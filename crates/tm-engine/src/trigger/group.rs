//! Group trigger latches

use indexmap::IndexMap;
use std::sync::atomic::{AtomicBool, Ordering};
use std::sync::Mutex;
use tm_core::Event;

#[derive(Debug, Default)]
struct Latch {
    was_called: bool,
    event: Option<Event>,
}

/// Tracks which children of a group have completed
#[derive(Debug)]
pub struct GroupState {
    latches: Mutex<IndexMap<String, Latch>>,
    fired: AtomicBool,
}

impl GroupState {
    pub fn new(children: &[String]) -> Self {
        let latches = children
            .iter()
            .map(|id| (id.clone(), Latch::default()))
            .collect();
        Self {
            latches: Mutex::new(latches),
            fired: AtomicBool::new(false),
        }
    }

    /// Child trigger ids, in configured order
    pub fn children(&self) -> Vec<String> {
        self.latches
            .lock()
            .map(|latches| latches.keys().cloned().collect())
            .unwrap_or_default()
    }

    /// Record a child completion
    ///
    /// Only the first completion of each child is kept. Once every child has
    /// completed and the group has not fired yet, the collected child events
    /// are returned in child order.
    pub fn record(&self, child_id: &str, event: &Event) -> Option<Vec<Event>> {
        let mut latches = self.latches.lock().ok()?;
        let latch = latches.get_mut(child_id)?;
        if !latch.was_called {
            latch.was_called = true;
            latch.event = Some(event.clone());
        }

        if self.fired.load(Ordering::SeqCst) || !latches.values().all(|l| l.was_called) {
            return None;
        }
        Some(latches.values().filter_map(|l| l.event.clone()).collect())
    }

    /// Mark the group fired; false if it already was
    pub fn mark_fired(&self) -> bool {
        self.fired
            .compare_exchange(false, true, Ordering::SeqCst, Ordering::SeqCst)
            .is_ok()
    }

    pub fn has_fired(&self) -> bool {
        self.fired.load(Ordering::SeqCst)
    }

    pub fn reset(&self) {
        if let Ok(mut latches) = self.latches.lock() {
            for latch in latches.values_mut() {
                *latch = Latch::default();
            }
        }
        self.fired.store(false, Ordering::SeqCst);
    }
}

#[cfg(test)]
mod tests {
    use super::*;
    use tm_core::EventCategory;

    #[test]
    fn test_waits_for_every_child() {
        let group = GroupState::new(&["a".to_string(), "b".to_string()]);
        let event = Event::empty(EventCategory::ViewPage);

        assert!(group.record("a", &event).is_none());
        assert!(group.record("a", &event).is_none());
        assert!(group.record("other", &event).is_none());

        let events = group.record("b", &event).unwrap();
        assert_eq!(events.len(), 2);
        assert!(group.mark_fired());

        assert!(group.record("a", &event).is_none());
        assert!(!group.mark_fired());
    }

    #[test]
    fn test_keeps_first_child_event_in_child_order() {
        let group = GroupState::new(&["a".to_string(), "b".to_string()]);
        let first = Event::custom("first", serde_json::Value::Null);
        let second = Event::custom("second", serde_json::Value::Null);

        group.record("b", &Event::initialization());
        group.record("a", &first);
        group.record("a", &second);
        let events = group.record("b", &second).unwrap();

        assert_eq!(events[0].context.id, first.context.id);
        assert_eq!(events[1].category, EventCategory::Initialization);
    }

    #[test]
    fn test_reset_clears_latches() {
        let group = GroupState::new(&["a".to_string()]);
        let event = Event::initialization();
        assert!(group.record("a", &event).is_some());
        assert!(group.mark_fired());

        group.reset();
        assert!(!group.has_fired());
        assert_eq!(group.children(), vec!["a".to_string()]);
        assert!(group.record("a", &event).is_some());
    }
}
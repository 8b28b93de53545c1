//! Built-in tag kinds for the runner
//!
//! Real tags live in the host page. The runner stands them in with handlers
//! that log the call, do nothing, or fail.

use tm_engine::TagConfig;
use tm_tag_registry::{TagCall, TagDescription, TagError, TagRegistry};
use tracing::{info, warn};

/// How a container tag is executed by the runner
#[derive(Debug, Clone, Copy, PartialEq, Eq)]
pub enum TagKind {
    Log,
    Noop,
    Fail,
}

impl TagKind {
    fn from_config(config: &TagConfig) -> Self {
        match config.kind.as_deref() {
            None | Some("log") => TagKind::Log,
            Some("noop") => TagKind::Noop,
            Some("fail") => TagKind::Fail,
            Some(other) => {
                warn!(tag_id = %config.id, kind = other, "Unknown tag kind, logging instead");
                TagKind::Log
            }
        }
    }
}

/// Register one handler per container tag
pub fn register_all(registry: &TagRegistry, tags: &[TagConfig]) {
    for config in tags {
        let kind = TagKind::from_config(config);
        let description = TagDescription {
            id: config.id.clone(),
            kind: config.kind.clone(),
            name: config.name.clone(),
        };
        registry.register_with_description(description, move |call: TagCall| async move {
            match kind {
                TagKind::Log => {
                    info!(
                        tag_id = %call.tag_id,
                        instruction_id = %call.instruction_id,
                        category = %call.event.category,
                        "Tag fired"
                    );
                    Ok(())
                }
                TagKind::Noop => Ok(()),
                TagKind::Fail => Err(TagError::ExecutionFailed(format!(
                    "tag {} is configured to fail",
                    call.tag_id
                ))),
            }
        });
    }
}

#[cfg(test)]
mod tests {
    use super::*;
    use tm_core::{Context, Event};

    fn tag(id: &str, kind: Option<&str>) -> TagConfig {
        TagConfig {
            id: id.to_string(),
            kind: kind.map(str::to_string),
            name: None,
        }
    }

    fn call(tag_id: &str) -> TagCall {
        TagCall {
            tag_id: tag_id.to_string(),
            instruction_id: "i".to_string(),
            event: Event::initialization(),
            context: Context::new(),
        }
    }

    #[tokio::test]
    async fn test_registered_kinds() {
        let registry = TagRegistry::new();
        register_all(
            &registry,
            &[
                tag("ga", None),
                tag("pixel", Some("noop")),
                tag("broken", Some("fail")),
                tag("odd", Some("carrier_pigeon")),
            ],
        );

        assert_eq!(registry.tag_count(), 4);
        assert!(registry.call(call("ga")).await.is_ok());
        assert!(registry.call(call("pixel")).await.is_ok());
        assert!(registry.call(call("odd")).await.is_ok());
        assert!(matches!(
            registry.call(call("broken")).await,
            Err(TagError::ExecutionFailed(_))
        ));
        assert_eq!(
            registry.describe("pixel").and_then(|d| d.kind),
            Some("noop".to_string())
        );
    }
}
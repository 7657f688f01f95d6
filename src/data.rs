//! Value model: dataset dtypes, attribute values and N-dimensional payloads.

use std::collections::BTreeMap;

use ndarray::{concatenate, ArrayD, Axis, IxDyn, Slice};
use serde::{Deserialize, Serialize};

use crate::{Result, StoreError};

/// Dataset element type.
///
/// Integer widths collapse to `Int64` and float widths to `Float64`; the
/// engine stores the widest representation and callers narrow on read.
#[derive(Debug, Clone, Copy, PartialEq, Eq, Serialize, Deserialize)]
pub enum Dtype {
    Bool,
    Int64,
    Float64,
    /// Variable-length UTF-8 text.
    Str,
    /// Opaque binary scalar.
    Bytes,
    /// Ragged rows of float64 (variable-length elements).
    VlenFloat64,
}

impl Dtype {
    pub fn is_variable_length(&self) -> bool {
        matches!(self, Dtype::Str | Dtype::VlenFloat64)
    }
}

/// An attribute value attachable to any node.
///
/// `BigInt` is constructible (so oversized integers can flow into
/// [`crate::attrs::sanitize`]) but is not storage-safe: the container layer
/// rejects it at attribute-write time.
#[derive(Debug, Clone, PartialEq, Serialize, Deserialize)]
pub enum AttrValue {
    Bool(bool),
    Int(i64),
    BigInt(i128),
    Float(f64),
    Str(String),
    Bytes(Vec<u8>),
    IntList(Vec<i64>),
    FloatList(Vec<f64>),
    StrList(Vec<String>),
}

pub type AttrMap = BTreeMap<String, AttrValue>;

impl AttrValue {
    /// Build from an arbitrary-width integer, widening to `BigInt` when the
    /// value does not fit the exact i64 range.
    pub fn from_int(v: i128) -> Self {
        if v >= i64::MIN as i128 && v <= i64::MAX as i128 {
            AttrValue::Int(v as i64)
        } else {
            AttrValue::BigInt(v)
        }
    }

    pub fn as_str(&self) -> Option<&str> {
        match self {
            AttrValue::Str(s) => Some(s),
            _ => None,
        }
    }

    pub fn as_i64(&self) -> Option<i64> {
        match self {
            AttrValue::Int(v) => Some(*v),
            _ => None,
        }
    }

    pub fn as_f64(&self) -> Option<f64> {
        match self {
            AttrValue::Float(v) => Some(*v),
            AttrValue::Int(v) => Some(*v as f64),
            _ => None,
        }
    }

    /// JSON projection used by the compact attribute dialect.
    /// Byte strings are decoded to text first.
    pub fn to_json(&self) -> serde_json::Value {
        use serde_json::{json, Value};
        match self {
            AttrValue::Bool(b) => json!(b),
            AttrValue::Int(v) => json!(v),
            AttrValue::BigInt(v) => json!(*v as f64),
            AttrValue::Float(v) => json!(v),
            AttrValue::Str(s) => json!(s),
            AttrValue::Bytes(b) => Value::String(String::from_utf8_lossy(b).into_owned()),
            AttrValue::IntList(v) => json!(v),
            AttrValue::FloatList(v) => json!(v),
            AttrValue::StrList(v) => json!(v),
        }
    }

    /// Inverse of [`AttrValue::to_json`] for the value shapes the dialect
    /// produces. Returns `None` for nested objects.
    pub fn from_json(v: &serde_json::Value) -> Option<AttrValue> {
        use serde_json::Value;
        match v {
            Value::Bool(b) => Some(AttrValue::Bool(*b)),
            Value::Number(n) => {
                if let Some(i) = n.as_i64() {
                    Some(AttrValue::Int(i))
                } else {
                    n.as_f64().map(AttrValue::Float)
                }
            }
            Value::String(s) => Some(AttrValue::Str(s.clone())),
            Value::Array(items) => {
                if items.iter().all(|x| x.as_i64().is_some()) {
                    Some(AttrValue::IntList(
                        items.iter().map(|x| x.as_i64().unwrap()).collect(),
                    ))
                } else if items.iter().all(|x| x.as_f64().is_some()) {
                    Some(AttrValue::FloatList(
                        items.iter().map(|x| x.as_f64().unwrap()).collect(),
                    ))
                } else if items.iter().all(|x| x.is_string()) {
                    Some(AttrValue::StrList(
                        items.iter().map(|x| x.as_str().unwrap().to_string()).collect(),
                    ))
                } else {
                    None
                }
            }
            _ => None,
        }
    }
}

impl From<bool> for AttrValue {
    fn from(v: bool) -> Self {
        AttrValue::Bool(v)
    }
}

impl From<i64> for AttrValue {
    fn from(v: i64) -> Self {
        AttrValue::Int(v)
    }
}

impl From<u64> for AttrValue {
    fn from(v: u64) -> Self {
        AttrValue::from_int(v as i128)
    }
}

impl From<i128> for AttrValue {
    fn from(v: i128) -> Self {
        AttrValue::from_int(v)
    }
}

impl From<u128> for AttrValue {
    fn from(v: u128) -> Self {
        // values above i128::MAX lose exactness immediately
        if v <= i128::MAX as u128 {
            AttrValue::from_int(v as i128)
        } else {
            AttrValue::Float(v as f64)
        }
    }
}

impl From<f64> for AttrValue {
    fn from(v: f64) -> Self {
        AttrValue::Float(v)
    }
}

impl From<&str> for AttrValue {
    fn from(v: &str) -> Self {
        AttrValue::Str(v.to_string())
    }
}

impl From<String> for AttrValue {
    fn from(v: String) -> Self {
        AttrValue::Str(v)
    }
}

/// A typed N-dimensional array payload.
#[derive(Debug, Clone, PartialEq, Serialize, Deserialize)]
pub enum ArrayData {
    Bool(ArrayD<bool>),
    Int64(ArrayD<i64>),
    Float64(ArrayD<f64>),
    Str(ArrayD<String>),
}

macro_rules! for_each_variant {
    ($self:expr, $arr:ident => $body:expr) => {
        match $self {
            ArrayData::Bool($arr) => $body,
            ArrayData::Int64($arr) => $body,
            ArrayData::Float64($arr) => $body,
            ArrayData::Str($arr) => $body,
        }
    };
}

impl ArrayData {
    pub fn dtype(&self) -> Dtype {
        match self {
            ArrayData::Bool(_) => Dtype::Bool,
            ArrayData::Int64(_) => Dtype::Int64,
            ArrayData::Float64(_) => Dtype::Float64,
            ArrayData::Str(_) => Dtype::Str,
        }
    }

    pub fn shape(&self) -> &[usize] {
        for_each_variant!(self, a => a.shape())
    }

    pub fn ndim(&self) -> usize {
        for_each_variant!(self, a => a.ndim())
    }

    /// Length along the leading (growable) dimension; 0 for a 0-d array.
    pub fn len(&self) -> usize {
        let shape = self.shape();
        if shape.is_empty() {
            0
        } else {
            shape[0]
        }
    }

    pub fn is_empty(&self) -> bool {
        self.len() == 0
    }

    /// Shape without the leading dimension.
    pub fn trailing(&self) -> Vec<usize> {
        let shape = self.shape();
        if shape.is_empty() {
            Vec::new()
        } else {
            shape[1..].to_vec()
        }
    }

    /// Zero-length array of the given dtype with the given trailing shape.
    pub fn empty(dtype: Dtype, trailing: &[usize]) -> Result<ArrayData> {
        let mut shape = vec![0];
        shape.extend_from_slice(trailing);
        let ix = IxDyn(&shape);
        Ok(match dtype {
            Dtype::Bool => ArrayData::Bool(ArrayD::from_elem(ix, false)),
            Dtype::Int64 => ArrayData::Int64(ArrayD::from_elem(ix, 0)),
            Dtype::Float64 => ArrayData::Float64(ArrayD::from_elem(ix, 0.0)),
            Dtype::Str => ArrayData::Str(ArrayD::from_elem(ix, String::new())),
            other => {
                return Err(StoreError::DtypeMismatch {
                    expected: Dtype::Float64,
                    actual: other,
                })
            }
        })
    }

    /// Fixed array filled with `fill` (or the dtype's zero value).
    pub fn filled(dtype: Dtype, shape: &[usize], fill: Option<f64>) -> Result<ArrayData> {
        let ix = IxDyn(shape);
        Ok(match dtype {
            Dtype::Bool => ArrayData::Bool(ArrayD::from_elem(ix, fill.map_or(false, |f| f != 0.0))),
            Dtype::Int64 => ArrayData::Int64(ArrayD::from_elem(ix, fill.unwrap_or(0.0) as i64)),
            Dtype::Float64 => ArrayData::Float64(ArrayD::from_elem(ix, fill.unwrap_or(0.0))),
            Dtype::Str => ArrayData::Str(ArrayD::from_elem(ix, String::new())),
            other => {
                return Err(StoreError::DtypeMismatch {
                    expected: Dtype::Float64,
                    actual: other,
                })
            }
        })
    }

    /// 1-d array from a vector of strings.
    pub fn from_strings(values: Vec<String>) -> ArrayData {
        let n = values.len();
        ArrayData::Str(ArrayD::from_shape_vec(IxDyn(&[n]), values).unwrap())
    }

    /// Concatenate `other` onto `self` along the leading axis.
    pub fn concat(&self, other: &ArrayData) -> Result<ArrayData> {
        if self.dtype() != other.dtype() {
            return Err(StoreError::DtypeMismatch {
                expected: self.dtype(),
                actual: other.dtype(),
            });
        }
        if self.trailing() != other.trailing() {
            return Err(StoreError::ShapeMismatch(format!(
                "trailing shape {:?} != {:?}",
                self.trailing(),
                other.trailing()
            )));
        }
        fn cat<T: Clone>(a: &ArrayD<T>, b: &ArrayD<T>) -> Result<ArrayD<T>> {
            concatenate(Axis(0), &[a.view(), b.view()])
                .map_err(|e| StoreError::ShapeMismatch(e.to_string()))
        }
        Ok(match (self, other) {
            (ArrayData::Bool(a), ArrayData::Bool(b)) => ArrayData::Bool(cat(a, b)?),
            (ArrayData::Int64(a), ArrayData::Int64(b)) => ArrayData::Int64(cat(a, b)?),
            (ArrayData::Float64(a), ArrayData::Float64(b)) => ArrayData::Float64(cat(a, b)?),
            (ArrayData::Str(a), ArrayData::Str(b)) => ArrayData::Str(cat(a, b)?),
            _ => unreachable!("dtype checked above"),
        })
    }

    /// Rows `start..end` along the leading axis, as an owned array.
    pub fn slice_rows(&self, start: usize, end: usize) -> ArrayData {
        let slc = Slice::new(start as isize, Some(end as isize), 1);
        match self {
            ArrayData::Bool(a) => ArrayData::Bool(a.slice_axis(Axis(0), slc).to_owned()),
            ArrayData::Int64(a) => ArrayData::Int64(a.slice_axis(Axis(0), slc).to_owned()),
            ArrayData::Float64(a) => ArrayData::Float64(a.slice_axis(Axis(0), slc).to_owned()),
            ArrayData::Str(a) => ArrayData::Str(a.slice_axis(Axis(0), slc).to_owned()),
        }
    }

    /// Narrow each `(axis, index)` pair to a length-1 slice, preserving rank.
    pub fn narrow_axes(&self, cuts: &[(usize, usize)]) -> ArrayData {
        fn narrow<T: Clone>(a: &ArrayD<T>, cuts: &[(usize, usize)]) -> ArrayD<T> {
            let mut v = a.view();
            for &(ax, idx) in cuts {
                v = v.slice_axis_move(
                    Axis(ax),
                    Slice::new(idx as isize, Some(idx as isize + 1), 1),
                );
            }
            v.to_owned()
        }
        match self {
            ArrayData::Bool(a) => ArrayData::Bool(narrow(a, cuts)),
            ArrayData::Int64(a) => ArrayData::Int64(narrow(a, cuts)),
            ArrayData::Float64(a) => ArrayData::Float64(narrow(a, cuts)),
            ArrayData::Str(a) => ArrayData::Str(narrow(a, cuts)),
        }
    }

    /// The scalar at a full multi-index.
    pub fn scalar_at(&self, idx: &[usize]) -> AttrValue {
        match self {
            ArrayData::Bool(a) => AttrValue::Bool(a[IxDyn(idx)]),
            ArrayData::Int64(a) => AttrValue::Int(a[IxDyn(idx)]),
            ArrayData::Float64(a) => AttrValue::Float(a[IxDyn(idx)]),
            ArrayData::Str(a) => AttrValue::Str(a[IxDyn(idx)].clone()),
        }
    }

    /// Rows at the given leading-axis indices, in order.
    pub fn select_rows(&self, indices: &[usize]) -> ArrayData {
        match self {
            ArrayData::Bool(a) => ArrayData::Bool(a.select(Axis(0), indices)),
            ArrayData::Int64(a) => ArrayData::Int64(a.select(Axis(0), indices)),
            ArrayData::Float64(a) => ArrayData::Float64(a.select(Axis(0), indices)),
            ArrayData::Str(a) => ArrayData::Str(a.select(Axis(0), indices)),
        }
    }
}

#[cfg(test)]
mod tests {
    use super::*;
    use ndarray::arr1;

    #[test]
    fn test_attr_from_int_widening() {
        assert_eq!(AttrValue::from_int(42), AttrValue::Int(42));
        assert_eq!(AttrValue::from_int(1_i128 << 70), AttrValue::BigInt(1 << 70));
        assert_eq!(AttrValue::from(u64::MAX), AttrValue::BigInt(u64::MAX as i128));
    }

    #[test]
    fn test_attr_json_round_trip() {
        let vals = vec![
            AttrValue::Int(3),
            AttrValue::Float(2.5),
            AttrValue::Str("PGA".into()),
            AttrValue::IntList(vec![1, 2, 3]),
            AttrValue::StrList(vec!["a".into(), "b".into()]),
        ];
        for v in vals {
            let back = AttrValue::from_json(&v.to_json()).unwrap();
            assert_eq!(back, v);
        }
    }

    #[test]
    fn test_concat_and_slice() {
        let a = ArrayData::Int64(arr1(&[1_i64, 2]).into_dyn());
        let b = ArrayData::Int64(arr1(&[3_i64]).into_dyn());
        let c = a.concat(&b).unwrap();
        assert_eq!(c.len(), 3);
        assert_eq!(c.slice_rows(1, 3), ArrayData::Int64(arr1(&[2_i64, 3]).into_dyn()));
        assert_eq!(c.select_rows(&[2, 0]), ArrayData::Int64(arr1(&[3_i64, 1]).into_dyn()));
    }

    #[test]
    fn test_concat_dtype_mismatch() {
        let a = ArrayData::Int64(arr1(&[1_i64]).into_dyn());
        let b = ArrayData::Float64(arr1(&[1.0]).into_dyn());
        assert!(matches!(a.concat(&b), Err(StoreError::DtypeMismatch { .. })));
    }

    #[test]
    fn test_empty_has_trailing_shape() {
        let e = ArrayData::empty(Dtype::Float64, &[3, 2]).unwrap();
        assert_eq!(e.shape(), &[0, 3, 2]);
        assert!(e.is_empty());
        assert_eq!(e.trailing(), vec![3, 2]);
    }
}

● **Exercise aim**: What number of lines in the listing above hold the string "Bytes"? Give that number and nothing else.

● **Task output**: 3